What can you do if emotional abuse is suspected?
·         Report suspected or known child abuse or neglect to a child welfare agency or the police
·         Keep informed of resources and materials relating to emotional abuse.
·         Be available to the child.
·         Listen to the child.
·         Believe the child
·         Support the child
·         Tell the child that they are not alone.
·         Let the child know that the emotional abuse is not the child's fault.
·         Be positive, consistent and predictable.

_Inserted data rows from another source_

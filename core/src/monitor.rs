//! Reconciliation loop.
//!
//! Every tick reads the ledger and the OS running set and terminates units
//! that are suspended yet running. A failing tick lengthens the next wait to
//! the backoff interval; a clean tick restores the baseline.

use std::sync::Arc;
use std::time::Duration;

use chrono::{DateTime, Utc};
use deepfreeze_types::{CapabilityError, UnitId};
use tokio::sync::watch;
use tokio::task::JoinHandle;
use tokio_util::sync::CancellationToken;
use tracing::{debug, info, warn};

use crate::MonitorError;
use crate::freeze::FreezeManager;
use crate::platform::PrivilegedCapability;

#[derive(Debug, Clone, Copy, PartialEq, Eq)]
pub struct MonitorSettings {
    pub interval: Duration,
    pub backoff: Duration,
}

impl Default for MonitorSettings {
    fn default() -> Self {
        Self {
            interval: Duration::from_millis(deepfreeze_config::DEFAULT_MONITOR_INTERVAL_MS),
            backoff: Duration::from_millis(deepfreeze_config::DEFAULT_MONITOR_BACKOFF_MS),
        }
    }
}

#[derive(Debug, Clone, Copy, PartialEq, Eq, Default)]
pub enum MonitorPhase {
    #[default]
    Idle,
    Polling,
    Enforcing,
    Stopped,
}

/// Published to observers after every phase change and every cycle.
#[derive(Debug, Clone, Default, PartialEq, Eq)]
pub struct MonitorStatus {
    pub phase: MonitorPhase,
    pub suspended_count: usize,
    pub cycles: u64,
    pub consecutive_failures: u32,
    pub last_terminated: Vec<UnitId>,
    pub last_cycle_at: Option<DateTime<Utc>>,
}

#[derive(Debug, Default)]
pub struct CycleReport {
    pub suspended_count: usize,
    pub terminated: Vec<UnitId>,
    pub failed: Vec<(UnitId, CapabilityError)>,
    /// Capability not held; nothing was enforced.
    pub enforcement_skipped: bool,
    /// The OS only reported part of the running set.
    pub partial_view: bool,
}

pub struct FreezeMonitor {
    manager: Arc<FreezeManager>,
    capability: Arc<dyn PrivilegedCapability>,
    settings: MonitorSettings,
}

impl FreezeMonitor {
    pub fn new(
        manager: Arc<FreezeManager>,
        capability: Arc<dyn PrivilegedCapability>,
        settings: MonitorSettings,
    ) -> Self {
        Self {
            manager,
            capability,
            settings,
        }
    }

    /// One `Polling -> Enforcing -> Idle` pass.
    pub async fn run_cycle(
        &self,
        status: &watch::Sender<MonitorStatus>,
    ) -> Result<CycleReport, MonitorError> {
        set_phase(status, MonitorPhase::Polling);
        let suspended = self.manager.list_suspended();
        let mut report = CycleReport {
            suspended_count: suspended.len(),
            ..CycleReport::default()
        };

        if !self.capability.is_held().await {
            debug!("Privileged capability not held, skipping enforcement");
            report.enforcement_skipped = true;
            publish(status, &report, true);
            return Ok(report);
        }

        let running = match self.capability.list_processes().await {
            Ok(running) => running,
            Err(e) => {
                publish(status, &report, false);
                return Err(MonitorError::RunningSet(e));
            }
        };
        report.partial_view = running.is_partial();

        set_phase(status, MonitorPhase::Enforcing);
        for unit in suspended.iter().filter(|unit| running.contains(unit)) {
            match self.capability.terminate(unit).await {
                Ok(()) => {
                    info!(unit = %unit, "Stopped suspended unit");
                    report.terminated.push(unit.clone());
                }
                Err(e) => {
                    warn!(unit = %unit, "Cannot stop suspended unit: {e}");
                    report.failed.push((unit.clone(), e));
                }
            }
        }

        publish(status, &report, true);
        Ok(report)
    }

    /// Spawn the loop onto the current runtime.
    pub fn start(self) -> MonitorHandle {
        let cancel = CancellationToken::new();
        let (status_tx, status_rx) = watch::channel(MonitorStatus {
            suspended_count: self.manager.suspended_count(),
            ..MonitorStatus::default()
        });
        let loop_cancel = cancel.clone();
        let task = tokio::spawn(async move {
            self.run(loop_cancel, status_tx).await;
        });
        MonitorHandle {
            cancel,
            status: status_rx,
            task,
        }
    }

    async fn run(self, cancel: CancellationToken, status: watch::Sender<MonitorStatus>) {
        info!(
            interval_ms = self.settings.interval.as_millis() as u64,
            "Freeze monitor started"
        );
        while !cancel.is_cancelled() {
            let result = self.run_cycle(&status).await;
            if let Err(e) = &result {
                warn!("Error in monitoring cycle: {e}");
            }
            let delay = next_delay(&self.settings, result.is_ok());

            tokio::select! {
                () = cancel.cancelled() => break,
                () = tokio::time::sleep(delay) => {}
            }
        }
        set_phase(&status, MonitorPhase::Stopped);
        info!("Freeze monitor stopped");
    }
}

fn next_delay(settings: &MonitorSettings, clean: bool) -> Duration {
    if clean {
        settings.interval
    } else {
        settings.backoff
    }
}

fn set_phase(status: &watch::Sender<MonitorStatus>, phase: MonitorPhase) {
    status.send_modify(|s| s.phase = phase);
}

fn publish(status: &watch::Sender<MonitorStatus>, report: &CycleReport, clean: bool) {
    status.send_modify(|s| {
        s.phase = MonitorPhase::Idle;
        s.suspended_count = report.suspended_count;
        s.cycles += 1;
        s.last_terminated.clone_from(&report.terminated);
        s.last_cycle_at = Some(Utc::now());
        if clean {
            s.consecutive_failures = 0;
        } else {
            s.consecutive_failures += 1;
        }
    });
}

/// Owner-side handle of a running monitor.
pub struct MonitorHandle {
    cancel: CancellationToken,
    status: watch::Receiver<MonitorStatus>,
    task: JoinHandle<()>,
}

impl MonitorHandle {
    #[must_use]
    pub fn subscribe(&self) -> watch::Receiver<MonitorStatus> {
        self.status.clone()
    }

    #[must_use]
    pub fn status(&self) -> MonitorStatus {
        self.status.borrow().clone()
    }

    /// Request cancellation and wait for the in-flight cycle to finish.
    pub async fn stop(self) {
        self.cancel.cancel();
        if let Err(e) = self.task.await {
            warn!("Freeze monitor task ended abnormally: {e}");
        }
    }
}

·         Let the person know about available support services

What can you do if your being abused?
·         You might feel trapped, like there’s nowhere to turn and no one you can trust but
o    Remember that you don’t have to handle this alone
·         Not getting the love or care you deserve can change the way you think
o    You do not deserve to feel bad.
·         Nothing that you can do is punishable by abuse. No one ever deserves to be abused
o    It is not your fault;
·         it’s important to tell someone because you need help to make it better
o    Talk to someone about it.
·         Who can you tell?
o    A relative
o    A friend’s parent:
o    A teacher, coach, principal
o    An adult from a church or other place of worship, community centre, or club
·         If someone you tell doesn’t want to get involved, you need to tell someone else. Don’t wait for things to get better on their own.
o     
·         It takes a lot of courage to talk about this, so take your time. Until you are ready to talk stay safe

Remember that children are our most cherished treasure but they are also a treasure that can be changed and molded as a product of their environment. As parents and caregivers we have been given the unimaginable gift of their lives entrusted to our care, but also we also have the enormous responsibility of that care. As in almost every other life form on this planet our offspring need love, nurturing and care to grow and mature into the best that they can be. The power we hold over our young is incredible and we must ensure that our care is positive and promotes growth and well being. As human beings, every experience and thought we have affects our perceptions, our beliefs, our assumptions about the world and creates the person that we are as wells as the pathways we will choose based on those experiences.  Therefore parents and caregivers hold an incredible power that can significantly affect the children we interact with and this is something we must never take for granted or lose sight of.
The gift of life is such a precious thing and we must not allow those lives to grow untended or in negative circumstances.  Please give our children a chance and shower them with love and attention!